Records supplied
----------

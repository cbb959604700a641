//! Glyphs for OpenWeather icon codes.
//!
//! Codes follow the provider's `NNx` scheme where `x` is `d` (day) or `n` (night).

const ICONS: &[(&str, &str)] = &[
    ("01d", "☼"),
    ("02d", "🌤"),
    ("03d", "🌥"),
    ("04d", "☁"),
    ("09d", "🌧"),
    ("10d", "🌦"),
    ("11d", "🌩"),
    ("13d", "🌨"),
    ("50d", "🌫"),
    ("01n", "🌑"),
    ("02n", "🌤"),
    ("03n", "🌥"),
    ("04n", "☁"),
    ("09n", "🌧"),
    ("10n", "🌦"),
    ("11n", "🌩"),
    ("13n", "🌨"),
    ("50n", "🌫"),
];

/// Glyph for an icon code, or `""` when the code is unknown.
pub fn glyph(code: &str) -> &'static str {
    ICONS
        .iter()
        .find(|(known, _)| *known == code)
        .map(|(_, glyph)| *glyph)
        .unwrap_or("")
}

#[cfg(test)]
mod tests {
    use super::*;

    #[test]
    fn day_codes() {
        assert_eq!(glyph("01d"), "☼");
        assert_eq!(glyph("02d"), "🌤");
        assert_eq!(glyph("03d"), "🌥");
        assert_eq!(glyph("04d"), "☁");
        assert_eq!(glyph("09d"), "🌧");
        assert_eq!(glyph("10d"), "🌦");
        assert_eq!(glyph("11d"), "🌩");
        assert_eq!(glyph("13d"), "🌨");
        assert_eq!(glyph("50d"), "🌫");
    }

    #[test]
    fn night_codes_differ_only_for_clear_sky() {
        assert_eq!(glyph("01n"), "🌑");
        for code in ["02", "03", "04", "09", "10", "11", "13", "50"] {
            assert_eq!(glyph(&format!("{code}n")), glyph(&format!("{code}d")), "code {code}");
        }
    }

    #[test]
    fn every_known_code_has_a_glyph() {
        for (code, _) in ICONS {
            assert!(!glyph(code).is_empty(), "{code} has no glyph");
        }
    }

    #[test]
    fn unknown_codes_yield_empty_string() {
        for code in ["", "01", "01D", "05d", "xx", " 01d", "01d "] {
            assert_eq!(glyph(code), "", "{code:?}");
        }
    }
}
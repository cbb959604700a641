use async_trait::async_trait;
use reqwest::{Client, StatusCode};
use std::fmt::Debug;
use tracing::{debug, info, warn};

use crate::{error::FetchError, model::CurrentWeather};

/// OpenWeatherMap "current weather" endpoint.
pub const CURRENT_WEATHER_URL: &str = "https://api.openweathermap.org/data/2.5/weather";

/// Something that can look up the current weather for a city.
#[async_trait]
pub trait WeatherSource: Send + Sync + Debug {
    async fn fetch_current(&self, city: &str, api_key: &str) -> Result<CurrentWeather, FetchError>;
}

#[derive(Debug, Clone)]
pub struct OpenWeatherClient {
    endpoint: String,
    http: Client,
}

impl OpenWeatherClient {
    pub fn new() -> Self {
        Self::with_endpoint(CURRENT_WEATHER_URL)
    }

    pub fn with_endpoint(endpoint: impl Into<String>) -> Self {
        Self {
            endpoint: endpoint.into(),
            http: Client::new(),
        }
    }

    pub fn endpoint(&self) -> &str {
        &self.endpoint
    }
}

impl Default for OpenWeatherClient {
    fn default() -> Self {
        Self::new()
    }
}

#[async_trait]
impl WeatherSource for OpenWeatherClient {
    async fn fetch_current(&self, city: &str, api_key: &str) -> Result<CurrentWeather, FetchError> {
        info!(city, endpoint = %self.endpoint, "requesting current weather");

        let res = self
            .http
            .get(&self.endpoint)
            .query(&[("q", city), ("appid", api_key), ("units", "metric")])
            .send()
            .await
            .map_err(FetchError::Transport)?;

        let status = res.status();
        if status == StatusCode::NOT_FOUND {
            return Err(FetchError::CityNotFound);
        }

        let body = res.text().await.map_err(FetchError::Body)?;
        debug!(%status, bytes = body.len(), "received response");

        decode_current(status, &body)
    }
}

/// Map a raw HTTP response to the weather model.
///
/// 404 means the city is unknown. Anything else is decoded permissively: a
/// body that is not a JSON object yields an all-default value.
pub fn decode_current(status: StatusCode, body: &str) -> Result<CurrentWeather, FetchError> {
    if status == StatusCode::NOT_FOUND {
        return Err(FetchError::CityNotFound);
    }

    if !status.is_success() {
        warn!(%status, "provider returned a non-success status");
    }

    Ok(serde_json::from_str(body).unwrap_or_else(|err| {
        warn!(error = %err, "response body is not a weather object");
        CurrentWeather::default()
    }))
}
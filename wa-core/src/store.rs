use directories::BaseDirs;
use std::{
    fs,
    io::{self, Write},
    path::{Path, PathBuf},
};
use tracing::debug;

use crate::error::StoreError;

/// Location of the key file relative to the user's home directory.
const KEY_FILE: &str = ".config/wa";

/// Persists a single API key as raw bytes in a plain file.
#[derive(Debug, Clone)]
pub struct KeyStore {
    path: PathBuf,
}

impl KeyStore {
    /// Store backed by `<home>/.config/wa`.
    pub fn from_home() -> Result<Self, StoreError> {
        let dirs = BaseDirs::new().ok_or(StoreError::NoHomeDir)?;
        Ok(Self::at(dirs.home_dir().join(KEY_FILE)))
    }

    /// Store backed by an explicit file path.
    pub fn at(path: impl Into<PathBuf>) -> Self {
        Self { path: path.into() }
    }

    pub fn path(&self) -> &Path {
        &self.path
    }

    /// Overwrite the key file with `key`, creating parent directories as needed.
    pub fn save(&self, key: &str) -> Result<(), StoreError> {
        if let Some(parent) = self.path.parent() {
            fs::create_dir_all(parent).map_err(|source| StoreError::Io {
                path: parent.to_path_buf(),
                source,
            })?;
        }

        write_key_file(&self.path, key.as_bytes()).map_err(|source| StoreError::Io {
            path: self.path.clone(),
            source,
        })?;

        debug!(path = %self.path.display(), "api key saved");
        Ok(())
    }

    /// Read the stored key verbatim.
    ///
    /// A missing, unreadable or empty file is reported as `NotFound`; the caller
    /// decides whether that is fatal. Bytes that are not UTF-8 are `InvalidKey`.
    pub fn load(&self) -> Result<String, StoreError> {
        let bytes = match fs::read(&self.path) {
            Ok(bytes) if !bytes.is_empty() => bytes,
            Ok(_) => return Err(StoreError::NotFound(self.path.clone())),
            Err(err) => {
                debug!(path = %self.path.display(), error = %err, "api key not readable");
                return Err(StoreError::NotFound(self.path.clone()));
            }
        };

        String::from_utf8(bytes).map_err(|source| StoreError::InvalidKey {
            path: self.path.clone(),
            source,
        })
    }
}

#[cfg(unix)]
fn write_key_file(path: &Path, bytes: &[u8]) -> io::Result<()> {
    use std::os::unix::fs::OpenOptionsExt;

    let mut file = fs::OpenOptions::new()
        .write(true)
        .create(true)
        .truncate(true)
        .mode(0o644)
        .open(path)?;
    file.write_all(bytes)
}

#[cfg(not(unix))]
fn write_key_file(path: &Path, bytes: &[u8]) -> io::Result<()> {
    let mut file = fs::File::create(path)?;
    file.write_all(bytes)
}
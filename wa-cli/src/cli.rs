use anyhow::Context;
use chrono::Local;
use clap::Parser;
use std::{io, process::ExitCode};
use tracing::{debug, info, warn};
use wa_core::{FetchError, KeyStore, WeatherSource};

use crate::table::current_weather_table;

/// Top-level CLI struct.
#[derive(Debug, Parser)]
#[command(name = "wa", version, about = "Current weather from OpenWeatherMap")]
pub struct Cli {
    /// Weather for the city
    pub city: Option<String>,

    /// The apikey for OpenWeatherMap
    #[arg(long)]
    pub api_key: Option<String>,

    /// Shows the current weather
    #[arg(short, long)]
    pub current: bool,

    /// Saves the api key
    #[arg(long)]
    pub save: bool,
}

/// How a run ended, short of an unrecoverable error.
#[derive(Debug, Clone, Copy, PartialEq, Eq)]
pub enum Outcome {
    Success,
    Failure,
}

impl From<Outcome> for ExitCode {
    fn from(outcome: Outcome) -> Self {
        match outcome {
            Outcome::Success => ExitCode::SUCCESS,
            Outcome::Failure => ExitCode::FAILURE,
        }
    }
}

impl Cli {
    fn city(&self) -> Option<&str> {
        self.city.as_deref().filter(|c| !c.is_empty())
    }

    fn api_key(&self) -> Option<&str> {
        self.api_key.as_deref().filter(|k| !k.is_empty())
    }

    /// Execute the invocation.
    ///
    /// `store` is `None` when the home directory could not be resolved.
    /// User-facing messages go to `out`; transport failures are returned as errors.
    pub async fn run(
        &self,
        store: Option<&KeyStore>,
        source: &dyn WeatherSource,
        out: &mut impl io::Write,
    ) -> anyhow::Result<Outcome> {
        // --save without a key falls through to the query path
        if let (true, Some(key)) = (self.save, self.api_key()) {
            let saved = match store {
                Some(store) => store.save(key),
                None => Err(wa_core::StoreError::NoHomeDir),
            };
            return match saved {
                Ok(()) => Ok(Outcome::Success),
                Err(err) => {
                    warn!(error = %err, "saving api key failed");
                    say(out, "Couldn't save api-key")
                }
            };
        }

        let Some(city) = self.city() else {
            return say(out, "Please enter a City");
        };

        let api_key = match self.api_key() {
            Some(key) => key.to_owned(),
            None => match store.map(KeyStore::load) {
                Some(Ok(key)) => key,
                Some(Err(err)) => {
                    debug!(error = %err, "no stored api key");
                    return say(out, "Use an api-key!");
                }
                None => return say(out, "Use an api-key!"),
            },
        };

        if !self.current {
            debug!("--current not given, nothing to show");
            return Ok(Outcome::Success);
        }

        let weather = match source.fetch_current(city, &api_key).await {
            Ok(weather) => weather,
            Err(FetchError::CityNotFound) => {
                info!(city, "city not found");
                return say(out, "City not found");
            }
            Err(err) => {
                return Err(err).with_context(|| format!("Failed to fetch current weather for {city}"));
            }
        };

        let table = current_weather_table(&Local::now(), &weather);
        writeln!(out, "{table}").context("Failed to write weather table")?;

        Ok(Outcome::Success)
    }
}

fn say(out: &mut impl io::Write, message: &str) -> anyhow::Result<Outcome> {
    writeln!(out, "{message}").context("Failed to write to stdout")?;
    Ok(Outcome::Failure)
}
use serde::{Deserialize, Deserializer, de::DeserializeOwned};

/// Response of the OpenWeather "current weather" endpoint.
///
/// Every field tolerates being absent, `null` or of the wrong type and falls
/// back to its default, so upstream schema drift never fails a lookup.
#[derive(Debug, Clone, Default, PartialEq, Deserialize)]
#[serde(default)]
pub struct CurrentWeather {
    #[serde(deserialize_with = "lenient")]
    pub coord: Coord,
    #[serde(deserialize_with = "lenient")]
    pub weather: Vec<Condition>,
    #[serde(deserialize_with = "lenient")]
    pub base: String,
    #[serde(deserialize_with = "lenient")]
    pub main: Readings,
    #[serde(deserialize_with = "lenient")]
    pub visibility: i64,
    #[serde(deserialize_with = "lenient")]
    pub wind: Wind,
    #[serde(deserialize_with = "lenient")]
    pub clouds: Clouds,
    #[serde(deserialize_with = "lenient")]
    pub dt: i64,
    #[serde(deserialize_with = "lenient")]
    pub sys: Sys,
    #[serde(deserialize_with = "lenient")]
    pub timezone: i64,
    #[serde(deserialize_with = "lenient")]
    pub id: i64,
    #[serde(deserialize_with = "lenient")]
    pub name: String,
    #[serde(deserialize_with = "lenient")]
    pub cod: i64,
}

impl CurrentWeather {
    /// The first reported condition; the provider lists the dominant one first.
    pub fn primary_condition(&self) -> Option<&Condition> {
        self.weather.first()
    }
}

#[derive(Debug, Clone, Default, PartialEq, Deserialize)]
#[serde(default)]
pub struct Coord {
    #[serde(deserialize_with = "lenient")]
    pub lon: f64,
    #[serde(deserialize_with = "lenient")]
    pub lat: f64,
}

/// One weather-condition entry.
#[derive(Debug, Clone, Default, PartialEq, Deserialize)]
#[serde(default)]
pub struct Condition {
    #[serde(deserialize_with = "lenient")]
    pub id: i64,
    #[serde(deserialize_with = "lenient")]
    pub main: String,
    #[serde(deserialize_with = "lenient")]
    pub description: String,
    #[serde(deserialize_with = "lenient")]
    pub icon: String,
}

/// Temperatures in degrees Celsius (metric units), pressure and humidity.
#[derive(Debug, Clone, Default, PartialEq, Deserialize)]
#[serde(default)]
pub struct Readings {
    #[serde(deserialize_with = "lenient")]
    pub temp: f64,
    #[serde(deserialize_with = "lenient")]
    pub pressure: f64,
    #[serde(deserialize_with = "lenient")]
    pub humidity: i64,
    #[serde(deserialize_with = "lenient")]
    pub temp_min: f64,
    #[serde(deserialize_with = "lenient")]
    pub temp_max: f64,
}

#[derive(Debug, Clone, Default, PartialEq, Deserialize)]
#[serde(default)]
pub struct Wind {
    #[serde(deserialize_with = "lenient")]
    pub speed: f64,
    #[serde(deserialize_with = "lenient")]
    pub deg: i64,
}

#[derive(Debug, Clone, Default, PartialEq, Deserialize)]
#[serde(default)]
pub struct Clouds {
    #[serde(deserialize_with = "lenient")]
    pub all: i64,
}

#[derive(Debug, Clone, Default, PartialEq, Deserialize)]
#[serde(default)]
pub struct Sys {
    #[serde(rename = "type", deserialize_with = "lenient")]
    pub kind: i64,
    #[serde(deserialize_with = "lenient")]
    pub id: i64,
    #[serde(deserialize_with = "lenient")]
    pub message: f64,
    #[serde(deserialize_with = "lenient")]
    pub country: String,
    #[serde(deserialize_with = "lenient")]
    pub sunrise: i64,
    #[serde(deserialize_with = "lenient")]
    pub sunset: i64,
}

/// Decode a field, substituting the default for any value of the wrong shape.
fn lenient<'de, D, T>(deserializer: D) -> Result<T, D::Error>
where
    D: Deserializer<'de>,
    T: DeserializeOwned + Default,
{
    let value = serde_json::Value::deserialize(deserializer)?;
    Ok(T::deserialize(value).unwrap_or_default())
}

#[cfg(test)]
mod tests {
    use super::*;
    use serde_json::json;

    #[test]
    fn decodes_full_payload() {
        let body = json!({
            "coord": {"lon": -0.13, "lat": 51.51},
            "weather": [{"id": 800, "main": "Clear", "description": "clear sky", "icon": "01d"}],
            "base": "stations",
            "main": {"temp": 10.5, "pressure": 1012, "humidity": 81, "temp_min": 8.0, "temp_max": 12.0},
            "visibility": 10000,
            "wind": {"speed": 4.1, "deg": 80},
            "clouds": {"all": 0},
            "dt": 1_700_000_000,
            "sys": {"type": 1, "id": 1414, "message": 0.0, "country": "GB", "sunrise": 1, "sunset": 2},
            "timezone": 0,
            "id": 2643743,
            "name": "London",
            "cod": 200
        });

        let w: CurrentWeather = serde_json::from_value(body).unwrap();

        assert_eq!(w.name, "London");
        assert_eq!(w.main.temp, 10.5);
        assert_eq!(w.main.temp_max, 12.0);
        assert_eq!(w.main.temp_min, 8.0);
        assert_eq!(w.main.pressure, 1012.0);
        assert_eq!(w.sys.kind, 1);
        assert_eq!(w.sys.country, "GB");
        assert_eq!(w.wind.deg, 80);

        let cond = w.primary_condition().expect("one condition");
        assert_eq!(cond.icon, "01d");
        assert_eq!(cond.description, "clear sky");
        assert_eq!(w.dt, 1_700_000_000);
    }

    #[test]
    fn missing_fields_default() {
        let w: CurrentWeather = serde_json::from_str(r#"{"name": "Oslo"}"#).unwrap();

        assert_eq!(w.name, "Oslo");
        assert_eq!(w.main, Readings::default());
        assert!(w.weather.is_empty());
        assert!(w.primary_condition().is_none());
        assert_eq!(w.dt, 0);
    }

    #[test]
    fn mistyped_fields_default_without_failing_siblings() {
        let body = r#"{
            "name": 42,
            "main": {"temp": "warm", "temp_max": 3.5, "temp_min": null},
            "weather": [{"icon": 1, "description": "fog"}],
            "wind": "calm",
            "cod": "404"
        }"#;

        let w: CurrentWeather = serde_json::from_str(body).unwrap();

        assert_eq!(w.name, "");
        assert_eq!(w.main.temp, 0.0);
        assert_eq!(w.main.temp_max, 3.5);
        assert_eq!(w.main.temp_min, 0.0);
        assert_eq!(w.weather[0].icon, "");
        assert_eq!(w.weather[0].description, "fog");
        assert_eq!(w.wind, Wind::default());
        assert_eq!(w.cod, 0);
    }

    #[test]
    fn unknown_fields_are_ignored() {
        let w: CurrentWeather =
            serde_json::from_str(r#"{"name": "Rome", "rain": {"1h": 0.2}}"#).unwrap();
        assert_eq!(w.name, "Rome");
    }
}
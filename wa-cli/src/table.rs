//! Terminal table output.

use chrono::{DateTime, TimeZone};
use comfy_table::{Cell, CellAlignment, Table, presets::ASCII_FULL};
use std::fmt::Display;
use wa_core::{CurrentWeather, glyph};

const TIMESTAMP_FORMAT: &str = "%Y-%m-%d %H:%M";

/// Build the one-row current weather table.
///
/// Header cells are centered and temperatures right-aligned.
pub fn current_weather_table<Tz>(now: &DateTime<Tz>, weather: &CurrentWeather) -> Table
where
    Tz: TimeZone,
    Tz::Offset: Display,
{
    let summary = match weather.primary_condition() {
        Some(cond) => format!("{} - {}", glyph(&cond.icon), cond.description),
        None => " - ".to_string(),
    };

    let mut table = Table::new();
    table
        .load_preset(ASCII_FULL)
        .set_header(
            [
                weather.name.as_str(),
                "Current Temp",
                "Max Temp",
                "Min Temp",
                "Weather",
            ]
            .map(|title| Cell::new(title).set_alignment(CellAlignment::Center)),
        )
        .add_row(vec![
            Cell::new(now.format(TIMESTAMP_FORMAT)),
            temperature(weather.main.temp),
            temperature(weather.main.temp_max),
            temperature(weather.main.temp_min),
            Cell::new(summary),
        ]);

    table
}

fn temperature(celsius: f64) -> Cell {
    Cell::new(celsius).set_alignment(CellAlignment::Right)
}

----------

Required work
Would you please copy exactly the part of the entries above that begins at the line containing "pub struct Sys" and ends at the line containing "assert_eq!(w.main.temp, 10.5);", both lines included?

Reply
pub struct Sys {
    #[serde(rename = "type", deserialize_with = "lenient")]
    pub kind: i64,
    #[serde(deserialize_with = "lenient")]
    pub id: i64,
    #[serde(deserialize_with = "lenient")]
    pub message: f64,
    #[serde(deserialize_with = "lenient")]
    pub country: String,
    #[serde(deserialize_with = "lenient")]
    pub sunrise: i64,
    #[serde(deserialize_with = "lenient")]
    pub sunset: i64,
}

/// Decode a field, substituting the default for any value of the wrong shape.
fn lenient<'de, D, T>(deserializer: D) -> Result<T, D::Error>
where
    D: Deserializer<'de>,
    T: DeserializeOwned + Default,
{
    let value = serde_json::Value::deserialize(deserializer)?;
    Ok(T::deserialize(value).unwrap_or_default())
}

#[cfg(test)]
mod tests {
    use super::*;
    use serde_json::json;

    #[test]
    fn decodes_full_payload() {
        let body = json!({
            "coord": {"lon": -0.13, "lat": 51.51},
            "weather": [{"id": 800, "main": "Clear", "description": "clear sky", "icon": "01d"}],
            "base": "stations",
            "main": {"temp": 10.5, "pressure": 1012, "humidity": 81, "temp_min": 8.0, "temp_max": 12.0},
            "visibility": 10000,
            "wind": {"speed": 4.1, "deg": 80},
            "clouds": {"all": 0},
            "dt": 1_700_000_000,
            "sys": {"type": 1, "id": 1414, "message": 0.0, "country": "GB", "sunrise": 1, "sunset": 2},
            "timezone": 0,
            "id": 2643743,
            "name": "London",
            "cod": 200
        });

        let w: CurrentWeather = serde_json::from_value(body).unwrap();

        assert_eq!(w.name, "London");
        assert_eq!(w.main.temp, 10.5);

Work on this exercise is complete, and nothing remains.